A la edad de tres años, Bruno López fabricaba bicicletas con pinzas de tender la ropa. Manipulaba las tablitas de madera y organizaba “carreras de bicicleros”, como llamaba entonces a los ciclistas, apuntando, a edad temprana, un oficio que encontraría décadas más tarde. Hoy Bruno hace bicicletas de verdad. Recoge las más viejas, destartaladas, más óxido que piñones y las transforma, como explica él mismo, en “obras de arte en movimiento”.
El taller de Bruno se llama La Recicleta y está en Valencia, en una antigua casa de labranza de una de las zonas de huerta que rodean raquíticamente la ciudad. Bruno tiene 47 años y ha sufrido la crisis como muchos paisanos. Antes de empezar con La Recicleta, gestionaba un estudio de publicidad. “Hace 4 años la empresa fue decreciendo”, explica, “la mayoría de mis clientes eran consellerías, ayuntamientos e instituciones que tardan meses y a veces años en pagar. Las empresas privadas que formaban parte de mi cartera cerraron o redujeron muchísimo su presupuesto”. Bruno echó el cierre en diciembre y empezó a darle vueltas a la idea de La Recicleta. Para él, las dos ruedas son casi una extensión de su cuerpo, una forma habitual de moverse por Valencia y ahora también su oficio.
Hace apenas un par de meses que comenzó. Diseñó un cartel para la puerta del taller y abrió una cuenta en Facebook para promocionarse. Además de arreglar piezas dañadas y cambiar algunas por otras nuevas, Bruno idea el diseño de cada bicicleta. “Reciclamos revistas, comics, atlas, periódicos, partituras o cualquier papel que tenga cierta gracia y que de otra forma iría a parar a la basura”, cuenta; “cada bici es exclusiva y personalizada al gusto de su dueño”. Las cartas perfumadas de tu novia del campamento de verano en el manillar: ese es el concepto.
Una de las primeras, recuerda el artesano, fue una BH de los años 70 a la que añadió un cajón para ir de picnic en el hueco del cuadro. Hay sitio para varias latas, una botella de vino y vasos, tarteras, cubiertos, una tortilla… Lo bueno es que apenas sobresale y viene acompañada, sobre la rueda trasera, de un par de alforjas de piel rescatadas también de décadas pasadas. Otra que le gusta mucho es una GAC de barra alta que empapeló con cómics de Moebius y decoró con manubrios marrones, a juego con las llantas y el portamaletas.
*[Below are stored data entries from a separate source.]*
use std::sync::Arc;

use serde::Serialize;
use tracing::{info, warn};

use crate::config::{AssistantConfig, EndpointConfig};
use crate::conversation::{Conversation, Turn};
use crate::executor::{RequestError, RequestExecutor, SpiralExecutor};
use crate::flow::{FlowError, FlowEvent, FlowState, ParameterFlow};
use crate::generator::CodeGenerator;
use crate::helpers::build_generator;
use crate::result::ExecutionResult;
use crate::snippet::{prompt_for, Snippet};

pub type ExecutorFactory =
    Arc<dyn Fn(&EndpointConfig) -> Result<Box<dyn RequestExecutor>, RequestError> + Send + Sync>;

/// What one input or confirmation added to the conversation.
#[derive(Clone, Debug, Serialize)]
pub struct SessionReply {
    pub turns: Vec<Turn>,
    pub state: FlowState,
    pub pending_param: Option<String>,
}

/// One conversation: code generation, parameter collection and confirmed execution.
pub struct AssistantSession {
    pub config: AssistantConfig,
    generator: Box<dyn CodeGenerator>,
    executor_factory: ExecutorFactory,
    flow: ParameterFlow,
    log: Conversation,
}

impl AssistantSession {
    pub fn new(config: AssistantConfig, generator: Box<dyn CodeGenerator>) -> Self {
        let limit = config.log_body_limit;
        let factory: ExecutorFactory = Arc::new(move |endpoint: &EndpointConfig| {
            let executor = SpiralExecutor::new(endpoint.clone())?.with_log_body_limit(limit);
            Ok(Box::new(executor) as Box<dyn RequestExecutor>)
        });
        Self {
            config,
            generator,
            executor_factory: factory,
            flow: ParameterFlow::new(),
            log: Conversation::new(),
        }
    }

    /// Session backed by the LLM providers found in the environment.
    pub fn from_config(config: AssistantConfig) -> Result<Self, String> {
        let generator = build_generator(&config)?;
        Ok(Self::new(config, Box::new(generator)))
    }

    pub fn with_executor_factory(mut self, factory: ExecutorFactory) -> Self {
        self.executor_factory = factory;
        self
    }

    pub fn state(&self) -> &FlowState {
        self.flow.state()
    }

    pub fn endpoint(&self) -> &EndpointConfig {
        &self.config.endpoint
    }

    pub fn set_endpoint(&mut self, base_url: Option<String>, api_key: Option<String>) {
        if let Some(url) = base_url.filter(|u| !u.trim().is_empty()) {
            self.config.endpoint.base_url = url.trim().to_string();
        }
        if let Some(key) = api_key {
            self.config.endpoint.api_key = key.trim().to_string();
        }
        info!(endpoint = ?self.config.endpoint, "endpoint updated");
    }

    pub fn history(&self, limit: usize) -> Vec<Turn> {
        self.log.list(limit)
    }

    pub fn reset(&mut self) {
        self.flow.abandon();
        self.log.clear();
    }

    pub fn handle_input(&mut self, text: &str) -> SessionReply {
        let text = text.trim();
        if text.is_empty() {
            return self.reply(vec![Conversation::assistant("メッセージを入力してください。")]);
        }

        let mut turns = vec![self.log.push(Conversation::user(text))];
        match self.flow.state().clone() {
            FlowState::AwaitingParam(name) => match self.flow.supply(text) {
                Ok(event) => turns.push(self.render_event(event)),
                Err(FlowError::InvalidValue { reason, .. }) => {
                    let prompt = prompt_for(&name, self.flow.snippet());
                    let content = format!("この値は使用できません ({})。\n{}", reason, prompt);
                    turns.push(self.log.push(Conversation::assistant(&content)));
                }
                Err(err) => {
                    warn!(param = %name, error = %err, "could not store parameter");
                    turns.push(self.log.push(Conversation::assistant(&format!("エラーが発生しました: {}", err))));
                }
            },
            FlowState::ReadyToExecute => {
                let previous = self.flow.snippet().map(Snippet::to_text);
                self.log.prune_ready();
                turns.push(self.generate(text, previous));
            }
            _ => {
                self.flow.abandon();
                turns.push(self.generate(text, None));
            }
        }
        self.reply(turns)
    }

    /// Runs the pending snippet. This is the explicit confirmation step.
    pub fn confirm(&mut self) -> SessionReply {
        if !self.flow.is_ready() {
            let turn = self.log.push(Conversation::assistant("実行できるスニペットがありません。"));
            return self.reply(vec![turn]);
        }
        let snippet_text = self.flow.snippet().map(Snippet::to_text);
        self.log.prune_ready();

        let executor = match (self.executor_factory)(&self.config.endpoint) {
            Ok(executor) => executor,
            Err(err) => {
                self.flow.fail();
                let turn = Conversation::assistant_with(&could_not_run(&err.to_string()), snippet_text, None, false);
                let turn = self.log.push(turn);
                return self.reply(vec![turn]);
            }
        };

        let turn = match self.flow.execute(executor.as_ref()) {
            Ok(result) => {
                let content = match &result {
                    ExecutionResult::Success { .. } => "コードを生成し実行しました。".to_string(),
                    ExecutionResult::Error { message, .. } => {
                        format!("操作は実行されましたが、APIがエラーを返しました: {}", message)
                    }
                    ExecutionResult::WaitingInput { message, .. } => message.clone(),
                };
                Conversation::assistant_with(&content, snippet_text, Some(result), false)
            }
            Err(err) => Conversation::assistant_with(&could_not_run(&err.to_string()), snippet_text, None, false),
        };
        let turn = self.log.push(turn);
        self.reply(vec![turn])
    }

    fn generate(&mut self, instruction: &str, previous: Option<String>) -> Turn {
        let revising = previous.is_some();
        let text = match self.generator.generate(instruction, previous.as_deref()) {
            Ok(text) => text,
            Err(err) => {
                warn!(error = %err, "snippet generation failed");
                self.flow.fail();
                return self.log.push(Conversation::assistant(&format!("エラーが発生しました: {}", err)));
            }
        };
        let snippet = match Snippet::parse(&text) {
            Ok(snippet) => snippet,
            Err(err) => {
                warn!(error = %err, "generated snippet was rejected");
                self.flow.fail();
                let turn = Conversation::assistant_with(&could_not_run(&err.to_string()), Some(text), None, false);
                return self.log.push(turn);
            }
        };
        let event = if revising {
            self.flow.revise(snippet)
        } else {
            self.flow.begin(snippet)
        };
        self.render_event(event)
    }

    fn render_event(&mut self, event: FlowEvent) -> Turn {
        let turn = match event {
            FlowEvent::NeedParam { prompt, .. } => {
                let snippet = self.flow.snippet();
                let waiting = ExecutionResult::WaitingInput {
                    message: prompt.clone(),
                    required_params: snippet.map(Snippet::unresolved_params).unwrap_or_default(),
                };
                Conversation::assistant_with(&prompt, snippet.map(Snippet::to_text), Some(waiting), false)
            }
            FlowEvent::Ready { snippet } => {
                let mut content = "スニペットの準備ができました。実行する場合は確認してください。".to_string();
                if !snippet.summary.is_empty() {
                    content = format!("{}\n{}", snippet.summary, content);
                }
                Conversation::assistant_with(&content, Some(snippet.to_text()), None, true)
            }
        };
        self.log.push(turn)
    }

    fn reply(&self, turns: Vec<Turn>) -> SessionReply {
        SessionReply {
            turns,
            state: self.flow.state().clone(),
            pending_param: self.flow.pending_param().map(str::to_string),
        }
    }
}

fn could_not_run(message: &str) -> String {
    format!("操作を実行できませんでした: {}", message)
}
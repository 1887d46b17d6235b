use chrono::{DateTime, Utc};
use serde::{Deserialize, Serialize};

use crate::result::ExecutionResult;

#[derive(Clone, Copy, Debug, PartialEq, Eq, Serialize, Deserialize)]
#[serde(rename_all = "lowercase")]
pub enum Role {
    User,
    Assistant,
}

#[derive(Clone, Debug, Serialize, Deserialize)]
pub struct Turn {
    pub id: String,
    pub role: Role,
    pub content: String,
    #[serde(default, skip_serializing_if = "Option::is_none")]
    pub snippet: Option<String>,
    #[serde(default, skip_serializing_if = "Option::is_none")]
    pub result: Option<ExecutionResult>,
    /// Awaiting the user's execute confirmation.
    #[serde(default)]
    pub ready: bool,
    pub created_at: DateTime<Utc>,
}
Son vehículos gourmet, la envidia de los carriles bici, la chica interesante de la fiesta: un alegato contra la uniformidad que imponen las bicicletas de alquiler que dominan últimamente la calzada urbana.
“Desde que tengo uso de razón”, dice Bruno, “mi triciclo ha rulado por todos los pasillos y rincones de mi casa, mis bicicletas por todas las calles de mi barrio y desde que tengo 40 años, tanto mis bicis como mi monociclo son la principal forma de transporte que tengo para moverme por las calles de Valencia”.
Así es la cosa en la España de la crisis: un hombre de 47 años cierra su empresa de publicidad y abre un taller para restaurar bicicletas. Por el barrio, va en monociclo o bicicleta. Parece feliz. “No parezco, soy feliz”, zanja.